**INPUT:**
━━━━━━━━━━

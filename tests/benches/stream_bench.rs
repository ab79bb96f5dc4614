use std::io::{self, Cursor};

use criterion::{criterion_group, criterion_main, BenchmarkId, Criterion, Throughput};
use mcrypt_engine::StreamOptions;
use mcrypt_tests::fixtures::{data, keyed};

fn bench_stream_encrypt(c: &mut Criterion) {
    let mut group = c.benchmark_group("stream-encrypt");

    for (algorithm, mode) in [("rijndael-128", "cbc"), ("idea", "ncfb"), ("arcfour", "stream")] {
        for size in [1024usize, 64 * 1024, 1024 * 1024] {
            let plaintext = data(size, 1);
            let mut ctx = keyed(algorithm, mode, 2);
            let options = StreamOptions::for_encrypt();

            group.throughput(Throughput::Bytes(size as u64));
            group.bench_with_input(
                BenchmarkId::new(format!("{algorithm}/{mode}"), size),
                &size,
                |b, _| {
                    b.iter(|| {
                        ctx.reinit().unwrap();
                        ctx.encrypt_file(Cursor::new(&plaintext), io::sink(), &options)
                            .unwrap();
                    });
                },
            );
        }
    }

    group.finish();
}

fn bench_buffer_blocks(c: &mut Criterion) {
    let mut group = c.benchmark_group("buffer-blocks");
    let plaintext = data(1024 * 1024, 3);
    group.throughput(Throughput::Bytes(plaintext.len() as u64));

    for blocks in [16usize, 256, 1024, 8192] {
        let mut ctx = keyed("rijndael-128", "ctr", 4);
        let options = StreamOptions::for_encrypt().with_buffer_blocks(blocks);
        group.bench_with_input(BenchmarkId::from_parameter(blocks), &blocks, |b, _| {
            b.iter(|| {
                ctx.reinit().unwrap();
                ctx.encrypt_file(Cursor::new(&plaintext), io::sink(), &options)
                    .unwrap();
            });
        });
    }

    group.finish();
}

criterion_group!(benches, bench_stream_encrypt, bench_buffer_blocks);
criterion_main!(benches);
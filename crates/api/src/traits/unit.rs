//! The boundary between the engine and an opaque cipher+mode implementation

use crate::error::Result;
use crate::types::Direction;

/// A loaded algorithm+mode pair
///
/// Units are acquired once per context and owned exclusively by it. They
/// carry the keyed cipher state and any feedback state of the mode; both
/// are mutated by every `transform` call, so a unit is `Send` but never
/// shared between threads.
pub trait CipherUnit: Send {
    /// Key the unit and reset any feedback state from `iv`
    ///
    /// Calling this again with the same material must restore exactly the
    /// state a fresh unit would have after its first `init_state`.
    fn init_state(&mut self, key: &[u8], iv: &[u8]) -> Result<()>;

    /// Transform `buffer` in place
    ///
    /// Block modes require a whole number of algorithm blocks; stream and
    /// byte-feedback modes accept any length.
    fn transform(&mut self, buffer: &mut [u8], direction: Direction) -> Result<()>;

    /// Drop keyed state, zeroizing it
    fn deinit(&mut self);

    /// Whether `init_state` has succeeded since the last `deinit`
    fn is_initialized(&self) -> bool;
}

━━━━━━━━━━

**TRY IT:** Set the whole listing down again, unchanged.

**TASK RESPONSE:**
filename tests/benches/stream_bench.rs
repository ab79bb96f5dc4614
use std::io::{self, Cursor};

use criterion::{criterion_group, criterion_main, BenchmarkId, Criterion, Throughput};
use mcrypt_engine::StreamOptions;
use mcrypt_tests::fixtures::{data, keyed};

fn bench_stream_encrypt(c: &mut Criterion) {
    let mut group = c.benchmark_group("stream-encrypt");

    for (algorithm, mode) in [("rijndael-128", "cbc"), ("idea", "ncfb"), ("arcfour", "stream")] {
        for size in [1024usize, 64 * 1024, 1024 * 1024] {
            let plaintext = data(size, 1);
            let mut ctx = keyed(algorithm, mode, 2);
            let options = StreamOptions::for_encrypt();

            group.throughput(Throughput::Bytes(size as u64));
            group.bench_with_input(
                BenchmarkId::new(format!("{algorithm}/{mode}"), size),
                &size,
                |b, _| {
                    b.iter(|| {
                        ctx.reinit().unwrap();
                        ctx.encrypt_file(Cursor::new(&plaintext), io::sink(), &options)
                            .unwrap();
                    });
                },
            );
        }
    }

    group.finish();
}

fn bench_buffer_blocks(c: &mut Criterion) {
    let mut group = c.benchmark_group("buffer-blocks");
    let plaintext = data(1024 * 1024, 3);
    group.throughput(Throughput::Bytes(plaintext.len() as u64));

    for blocks in [16usize, 256, 1024, 8192] {
        let mut ctx = keyed("rijndael-128", "ctr", 4);
        let options = StreamOptions::for_encrypt().with_buffer_blocks(blocks);
        group.bench_with_input(BenchmarkId::from_parameter(blocks), &blocks, |b, _| {
            b.iter(|| {
                ctx.reinit().unwrap();
                ctx.encrypt_file(Cursor::new(&plaintext), io::sink(), &options)
                    .unwrap();
            });
        });
    }

    group.finish();
}

criterion_group!(benches, bench_stream_encrypt, bench_buffer_blocks);
criterion_main!(benches);
filename crates/api/src/traits/unit.rs
//! The boundary between the engine and an opaque cipher+mode implementation

use crate::error::Result;
use crate::types::Direction;

/// A loaded algorithm+mode pair
///
/// Units are acquired once per context and owned exclusively by it. They
/// carry the keyed cipher state and any feedback state of the mode; both
/// are mutated by every `transform` call, so a unit is `Send` but never
/// shared between threads.
pub trait CipherUnit: Send {
    /// Key the unit and reset any feedback state from `iv`
    ///
    /// Calling this again with the same material must restore exactly the
    /// state a fresh unit would have after its first `init_state`.
    fn init_state(&mut self, key: &[u8], iv: &[u8]) -> Result<()>;

    /// Transform `buffer` in place
    ///
    /// Block modes require a whole number of algorithm blocks; stream and
    /// byte-feedback modes accept any length.
    fn transform(&mut self, buffer: &mut [u8], direction: Direction) -> Result<()>;

    /// Drop keyed state, zeroizing it
    fn deinit(&mut self);

    /// Whether `init_state` has succeeded since the last `deinit`
    fn is_initialized(&self) -> bool;
}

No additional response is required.